[Collected data entries]
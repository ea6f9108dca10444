use axum::extract::{Path, State};

use crate::services::response::{ServiceError, ServiceResponse};

use super::AppState;

pub async fn archive_post(
	State(state): State<AppState>,
	Path(id): Path<i64>,
) -> Result<ServiceResponse, ServiceError> {
	Ok(state.archive.archive_now(id).await?.into())
}

pub async fn archive_expired_posts(State(state): State<AppState>) -> Result<ServiceResponse, ServiceError> {
	Ok(state.archive.archive_expired_posts().await?.into())
}

pub async fn list_archived(State(state): State<AppState>) -> Result<ServiceResponse, ServiceError> {
	Ok(state.archive.list_archived().await?.into())
}

pub async fn get_archived(
	State(state): State<AppState>,
	Path(id): Path<i64>,
) -> Result<ServiceResponse, ServiceError> {
	Ok(state.archive.get_archived(id).await?.into())
}
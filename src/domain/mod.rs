pub mod archive;
pub mod character;
pub mod commands;
pub mod comment;
pub mod post;
pub mod session;
pub mod blob_store;
pub mod character_source;
pub mod repositories;
use std::collections::HashMap;

use async_trait::async_trait;
use chrono::{DateTime, Utc};
use futures::TryStreamExt;

use crate::{
	database::DatabaseExecutor,
	domain::{comment::Comment, post::Post},
	services::response::ServiceError,
};

use super::{SqlRepository, TPostRepository};

#[derive(sqlx::FromRow)]
struct PostRow {
	id: i64,
	title: String,
	content: String,
	author_id: String,
	author_name: String,
	image_url: Option<String>,
	created_at: DateTime<Utc>,
	expires_at: DateTime<Utc>,
}

impl PostRow {
	fn into_post(
		self,
		comments: Vec<Comment>,
	) -> Post {
		Post {
			id: self.id,
			title: self.title,
			content: self.content,
			author_id: self.author_id,
			author_name: self.author_name,
			image_url: self.image_url,
			comments,
			created_at: self.created_at,
			expires_at: self.expires_at,
		}
	}
}

const POST_COLUMNS: &str = "id, title, content, author_id, author_name, image_url, created_at, expires_at";
pub(super) const COMMENT_COLUMNS: &str = "id, post_id, title, content, author_id, author_name, image_url, reply_to_comment_id, created_at";

impl SqlRepository {
	/// Attaches comments to a batch of post rows with a single query.
	async fn hydrate(
		&self,
		rows: Vec<PostRow>,
	) -> Result<Vec<Post>, ServiceError> {
		if rows.is_empty() {
			return Ok(Vec::new());
		}
		let ids: Vec<i64> = rows.iter().map(|row| row.id).collect();
		let mut by_post: HashMap<i64, Vec<Comment>> = HashMap::new();

		let sql = format!("SELECT {COMMENT_COLUMNS} FROM comments WHERE post_id = ANY($1) ORDER BY created_at, id");
		let mut stream = sqlx::query_as::<_, Comment>(&sql).bind(&ids[..]).fetch(&self.pool);
		while let Some(comment) = stream.try_next().await? {
			by_post.entry(comment.post_id).or_default().push(comment);
		}

		Ok(rows
			.into_iter()
			.map(|row| {
				let comments = by_post.remove(&row.id).unwrap_or_default();
				row.into_post(comments)
			})
			.collect())
	}
}

#[async_trait]
impl TPostRepository for SqlRepository {
	async fn add(
		&self,
		mut post: Post,
	) -> Result<Post, ServiceError> {
		let id: i64 = sqlx::query_scalar(
			"INSERT INTO posts (title, content, author_id, author_name, image_url, created_at, expires_at)
			VALUES ($1, $2, $3, $4, $5, $6, $7)
			RETURNING id",
		)
		.bind(&post.title)
		.bind(&post.content)
		.bind(&post.author_id)
		.bind(&post.author_name)
		.bind(&post.image_url)
		.bind(post.created_at)
		.bind(post.expires_at)
		.fetch_one(&self.pool)
		.await?;

		post.id = id;
		Ok(post)
	}

	async fn get(
		&self,
		id: i64,
	) -> Result<Post, ServiceError> {
		let row = sqlx::query_as::<_, PostRow>(&format!("SELECT {POST_COLUMNS} FROM posts WHERE id = $1"))
			.bind(id)
			.fetch_optional(&self.pool)
			.await?
			.ok_or_else(|| ServiceError::not_found(format!("post {id}")))?;

		self.hydrate(vec![row]).await?.pop().ok_or_else(|| ServiceError::not_found(format!("post {id}")))
	}

	async fn list(&self) -> Result<Vec<Post>, ServiceError> {
		let rows = sqlx::query_as::<_, PostRow>(&format!("SELECT {POST_COLUMNS} FROM posts ORDER BY created_at DESC, id DESC"))
			.fetch(&self.pool)
			.try_collect::<Vec<_>>()
			.await?;
		self.hydrate(rows).await
	}

	async fn list_by_author(
		&self,
		author_id: &str,
	) -> Result<Vec<Post>, ServiceError> {
		let rows = sqlx::query_as::<_, PostRow>(&format!(
			"SELECT {POST_COLUMNS} FROM posts WHERE author_id = $1 ORDER BY created_at DESC, id DESC"
		))
		.bind(author_id)
		.fetch(&self.pool)
		.try_collect::<Vec<_>>()
		.await?;
		self.hydrate(rows).await
	}

	async fn extend_expiration(
		&self,
		id: i64,
		expires_at: DateTime<Utc>,
	) -> Result<DateTime<Utc>, ServiceError> {
		sqlx::query_scalar::<_, DateTime<Utc>>("UPDATE posts SET expires_at = GREATEST(expires_at, $2) WHERE id = $1 RETURNING expires_at")
			.bind(id)
			.bind(expires_at)
			.fetch_optional(&self.pool)
			.await?
			.ok_or_else(|| ServiceError::not_found(format!("post {id}")))
	}

	async fn rename_author(
		&self,
		author_id: &str,
		author_name: &str,
	) -> Result<u64, ServiceError> {
		let result = sqlx::query("UPDATE posts SET author_name = $2 WHERE author_id = $1")
			.bind(author_id)
			.bind(author_name)
			.execute(&self.pool)
			.await?;
		Ok(result.rows_affected())
	}

	async fn delete(
		&self,
		id: i64,
	) -> Result<(), ServiceError> {
		sqlx::query("DELETE FROM comments WHERE post_id = $1").bind(id).execute(&self.pool).await?;

		let result = sqlx::query("DELETE FROM posts WHERE id = $1")
			.bind(id)
			.execute(&self.pool)
			.await
			.map_err(|err| ServiceError::PartialCascade(format!("comments of post {id} deleted but the post was not: {err}")))?;

		if result.rows_affected() == 0 {
			return Err(ServiceError::not_found(format!("post {id}")));
		}
		Ok(())
	}

	async fn delete_if_unchanged(
		&self,
		id: i64,
		comment_count: usize,
	) -> Result<bool, ServiceError> {
		let mut executor = DatabaseExecutor::new(self.pool.clone());
		executor.begin().await?;

		match Self::delete_unchanged(&mut executor, id, comment_count).await {
			Ok(true) => {
				executor.commit().await?;
				Ok(true)
			}
			outcome => {
				if let Err(err) = executor.rollback().await {
					tracing::error!(post_id = id, "rollback failed: {}", err);
				}
				outcome
			}
		}
	}
}

impl SqlRepository {
	async fn delete_unchanged(
		executor: &mut DatabaseExecutor,
		id: i64,
		comment_count: usize,
	) -> Result<bool, ServiceError> {
		// the row lock conflicts with the key-share lock a comment insert takes on its post
		sqlx::query_scalar::<_, i64>("SELECT id FROM posts WHERE id = $1 FOR UPDATE")
			.bind(id)
			.fetch_optional(&mut **executor.transaction()?)
			.await?
			.ok_or_else(|| ServiceError::not_found(format!("post {id}")))?;

		let live: i64 = sqlx::query_scalar("SELECT COUNT(*) FROM comments WHERE post_id = $1")
			.bind(id)
			.fetch_one(&mut **executor.transaction()?)
			.await?;
		if live != comment_count as i64 {
			return Ok(false);
		}

		sqlx::query("DELETE FROM comments WHERE post_id = $1")
			.bind(id)
			.execute(&mut **executor.transaction()?)
			.await?;
		sqlx::query("DELETE FROM posts WHERE id = $1")
			.bind(id)
			.execute(&mut **executor.transaction()?)
			.await?;
		Ok(true)
	}
}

_WORK REQUEST:_ Your reply must contain exactly the lines from the first line of the data through the line holding "use futures::TryStreamExt;", and nothing more.

_SOLUTION TO THIS PROBLEM:_
repository ea6f9108dca10444
use axum::extract::{Path, State};

use crate::services::response::{ServiceError, ServiceResponse};

use super::AppState;

pub async fn archive_post(
	State(state): State<AppState>,
	Path(id): Path<i64>,
) -> Result<ServiceResponse, ServiceError> {
	Ok(state.archive.archive_now(id).await?.into())
}

pub async fn archive_expired_posts(State(state): State<AppState>) -> Result<ServiceResponse, ServiceError> {
	Ok(state.archive.archive_expired_posts().await?.into())
}

pub async fn list_archived(State(state): State<AppState>) -> Result<ServiceResponse, ServiceError> {
	Ok(state.archive.list_archived().await?.into())
}

pub async fn get_archived(
	State(state): State<AppState>,
	Path(id): Path<i64>,
) -> Result<ServiceResponse, ServiceError> {
	Ok(state.archive.get_archived(id).await?.into())
}
filename src/domain/mod.rs
pub mod archive;
pub mod character;
pub mod commands;
pub mod comment;
pub mod post;
pub mod session;
pub mod blob_store;
pub mod character_source;
pub mod repositories;
use std::collections::HashMap;

use async_trait::async_trait;
use chrono::{DateTime, Utc};
use futures::TryStreamExt;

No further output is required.